Under point number 3, the sole answer mentions an example where it is said $\mathbb{R}/\mathbb{Q}$ is not Hausdorff, because the topology generated is trivial, assuming $\mathbb{R}$ has the standard topology. I agree with the conclusion but I think the reason given is wrong. I just wanted to cross-check my argument.
If I take $ (\mathbb{R}/\mathbb{Q}) \backslash [e] $ where e is the equivalence class of the Euler number $e$,
then the inverse of the projection map $\pi: \mathbb {R}\rightarrow \mathbb{R}/\mathbb{Q}$ is $\mathbb{R}\backslash \{e\}$ which is an open set in $\mathbb{R}$.
And so the topology consists of open sets other than $X$ and $\phi$, which means the topology is not trivial.
Is there something wrong with the above argument?

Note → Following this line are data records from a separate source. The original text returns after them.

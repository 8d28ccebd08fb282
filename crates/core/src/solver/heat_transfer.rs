//! Explicit finite-difference diffusion step
//!
//! Implements one forward-Euler step of the heat equation with an optional
//! linear convective sink:
//!
//! ```text
//! ∂T/∂t = α∇²T − h(T − T_amb)
//! ```
//!
//! Discretized on interior nodes only:
//!
//! ```text
//! new[i]    = old[i] + λx·(old[i+1] − 2·old[i] + old[i−1]) − h·Δt·(old[i] − T_amb)
//! new[i, j] = old[i, j] + λx·δ²x + λy·δ²y − h·Δt·(old[i, j] − T_amb)
//! ```
//!
//! with `λx = α·Δt/Δx²` and `λy = α·Δt/Δy²`. Every update reads the frozen
//! `old` field and writes into a freshly allocated result; edge entries of the
//! result are left as `NaN` for the boundary conditions to fill.

use super::fields::Field;
use super::stability::TimeDiscretization;
use nalgebra::{DMatrix, DVector};
use rayon::prelude::*;
use serde::{Deserialize, Serialize};

/// Linear heat loss toward an ambient temperature, applied at interior nodes
#[derive(Debug, Clone, Copy, PartialEq, Serialize, Deserialize)]
pub struct ConvectiveLoss {
    /// Loss coefficient h (1/s)
    pub coefficient: f64,
    /// Ambient temperature T_amb
    pub ambient: f64,
}

/// Coefficients shared by the interior stencil and the boundary conditions
#[derive(Debug, Clone, Copy, PartialEq)]
pub struct StepCoefficients {
    /// Time step Δt in seconds
    pub dt: f64,
    /// α·Δt/Δx²
    pub lambda_x: f64,
    /// α·Δt/Δy² (zero for a rod)
    pub lambda_y: f64,
    /// Optional interior convective sink
    pub convective: Option<ConvectiveLoss>,
}

impl StepCoefficients {
    /// Build from a planned time discretization
    pub fn new(plan: &TimeDiscretization, convective: Option<ConvectiveLoss>) -> Self {
        Self {
            dt: plan.dt,
            lambda_x: plan.lambda_x,
            lambda_y: plan.lambda_y,
            convective,
        }
    }

    /// Weight the update leaves on a node's own previous value: `1 − 2Σλ − hΔt`
    ///
    /// When negative the update is no longer a convex combination of old
    /// values and the maximum principle can fail.
    pub fn self_weight(&self) -> f64 {
        let loss = self.convective.map_or(0.0, |c| c.coefficient * self.dt);
        1.0 - 2.0 * (self.lambda_x + self.lambda_y) - loss
    }

    #[inline]
    fn sink(&self, t: f64) -> f64 {
        self.convective
            .map_or(0.0, |c| c.coefficient * self.dt * (t - c.ambient))
    }
}

/// One explicit interior step over a rod
///
/// Returns a new vector; entries `0` and `N-1` are `NaN`.
pub fn step_line_cpu(old: &DVector<f64>, coeffs: &StepCoefficients) -> DVector<f64> {
    let n = old.len();
    let mut new = DVector::from_element(n, f64::NAN);

    for i in 1..n.saturating_sub(1) {
        let t = old[i];
        new[i] = t + coeffs.lambda_x * (old[i + 1] - 2.0 * t + old[i - 1]) - coeffs.sink(t);
    }

    new
}

/// One explicit interior step over a plate
///
/// Columns (fixed `j`) are contiguous in nalgebra's column-major storage and
/// are updated in parallel. Rows `0`, `nx-1` and columns `0`, `ny-1` are `NaN`.
pub fn step_plane_cpu(old: &DMatrix<f64>, coeffs: &StepCoefficients) -> DMatrix<f64> {
    let (nx, ny) = old.shape();
    let mut data = vec![f64::NAN; nx * ny];

    data.par_chunks_mut(nx)
        .enumerate()
        .for_each(|(j, column)| {
            if j == 0 || j + 1 == ny {
                return;
            }
            for i in 1..nx - 1 {
                let t = old[(i, j)];
                let d2x = old[(i + 1, j)] - 2.0 * t + old[(i - 1, j)];
                let d2y = old[(i, j + 1)] - 2.0 * t + old[(i, j - 1)];
                column[i] = t + coeffs.lambda_x * d2x + coeffs.lambda_y * d2y - coeffs.sink(t);
            }
        });

    DMatrix::from_vec(nx, ny, data)
}

/// Computes interior updates for either field variant
#[derive(Debug, Clone, Copy, PartialEq)]
pub struct DiffusionStepper {
    coeffs: StepCoefficients,
}

impl DiffusionStepper {
    /// Create a stepper for fixed coefficients
    pub fn new(coeffs: StepCoefficients) -> Self {
        Self { coeffs }
    }

    /// Coefficients used for every step
    pub fn coefficients(&self) -> &StepCoefficients {
        &self.coeffs
    }

    /// Interior update of `old` into a new field; `old` is never modified
    pub fn step(&self, old: &Field) -> Field {
        match old {
            Field::Line(v) => Field::Line(step_line_cpu(v, &self.coeffs)),
            Field::Plane(m) => Field::Plane(step_plane_cpu(m, &self.coeffs)),
        }
    }
}

#[cfg(test)]
mod tests {
    use super::*;
    use approx::assert_relative_eq;

    fn coeffs(lambda_x: f64, lambda_y: f64) -> StepCoefficients {
        StepCoefficients {
            dt: 0.1,
            lambda_x,
            lambda_y,
            convective: None,
        }
    }

    #[test]
    fn test_line_interior_stencil() {
        let old = DVector::from_vec(vec![100.0, 20.0, 20.0, 20.0, 100.0]);
        let new = step_line_cpu(&old, &coeffs(0.5, 0.0));

        assert!(new[0].is_nan(), "left edge must be left unset");
        assert!(new[4].is_nan(), "right edge must be left unset");
        assert_relative_eq!(new[1], 60.0);
        assert_relative_eq!(new[2], 20.0);
        assert_relative_eq!(new[3], 60.0);
    }

    #[test]
    fn test_line_convective_sink() {
        let old = DVector::from_vec(vec![50.0, 50.0, 50.0]);
        let mut c = coeffs(0.25, 0.0);
        c.convective = Some(ConvectiveLoss {
            coefficient: 0.5,
            ambient: 10.0,
        });
        let new = step_line_cpu(&old, &c);
        // Flat profile: only the sink acts, 0.5 * 0.1 * (50 - 10) = 2
        assert_relative_eq!(new[1], 48.0);
    }

    #[test]
    fn test_two_node_line_has_no_interior() {
        let old = DVector::from_vec(vec![1.0, 2.0]);
        let new = step_line_cpu(&old, &coeffs(0.5, 0.0));
        assert!(new.iter().all(|v| v.is_nan()));
    }

    #[test]
    fn test_plane_matches_sequential_reference() {
        let (nx, ny) = (7, 5);
        let old = DMatrix::from_fn(nx, ny, |i, j| ((i * 13 + j * 7) % 11) as f64);
        let c = StepCoefficients {
            dt: 0.01,
            lambda_x: 0.2,
            lambda_y: 0.15,
            convective: Some(ConvectiveLoss {
                coefficient: 1.0,
                ambient: 3.0,
            }),
        };
        let new = step_plane_cpu(&old, &c);

        for j in 0..ny {
            for i in 0..nx {
                if i == 0 || j == 0 || i == nx - 1 || j == ny - 1 {
                    assert!(new[(i, j)].is_nan(), "edge ({i}, {j}) must be unset");
                    continue;
                }
                let t = old[(i, j)];
                let expected = t
                    + 0.2 * (old[(i + 1, j)] - 2.0 * t + old[(i - 1, j)])
                    + 0.15 * (old[(i, j + 1)] - 2.0 * t + old[(i, j - 1)])
                    - 0.01 * (t - 3.0);
                assert_relative_eq!(new[(i, j)], expected, epsilon = 1e-12);
            }
        }
    }

    #[test]
    fn test_stepper_does_not_mutate_input() {
        let old = Field::Plane(DMatrix::from_fn(6, 6, |i, j| (i as f64).sin() + j as f64));
        let snapshot = old.clone();
        let stepper = DiffusionStepper::new(coeffs(0.1, 0.1));

        let first = stepper.step(&old);
        let second = stepper.step(&old);

        assert_eq!(old, snapshot);
        let (a, b) = (first.as_plane().unwrap(), second.as_plane().unwrap());
        for (x, y) in a.iter().zip(b.iter()) {
            assert!(x == y || (x.is_nan() && y.is_nan()));
        }
    }

    #[test]
    fn test_self_weight() {
        let mut c = coeffs(0.2, 0.2);
        assert_relative_eq!(c.self_weight(), 0.2);
        c.convective = Some(ConvectiveLoss {
            coefficient: 5.0,
            ambient: 0.0,
        });
        assert_relative_eq!(c.self_weight(), -0.3);
    }
}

NOTE: I agree with the conclusion though. Let $U \neq \phi$ be an open set in $\mathbb{R}/\mathbb{Q}$ . Let $q\in \mathbb{Q}$ then if $[q] \notin U$, $\pi^{-1}(U)$ will consist of only irrationals which cannot be open, and so the space is not hausdorff, since any two non-empty open sets have non-empty intersection containing atleast $[q]$.
Let's get really broad, and also hope I'm not making any major errors. Forgive (or fix) the awful variable names.
Let $D$ be a dense set in a space $S$.
Let $f\colon S \to X$ be any continuous surjection that is constant on $D$, and suppose that $f$ maps every element of $D$ to $q$.
Let $U \subseteq X$ be a non-empty open set, so $f^{-1}[U]$ is a non-empty open set.
Then $f^{-1}[U]$ contains an element, $b$, of $D$, so $q\in U$.
So we see that every non-empty open set in $X$ contains $q$, so $X$ cannot even be $T_1$, let alone Hausdorff, unless it contains at most one point.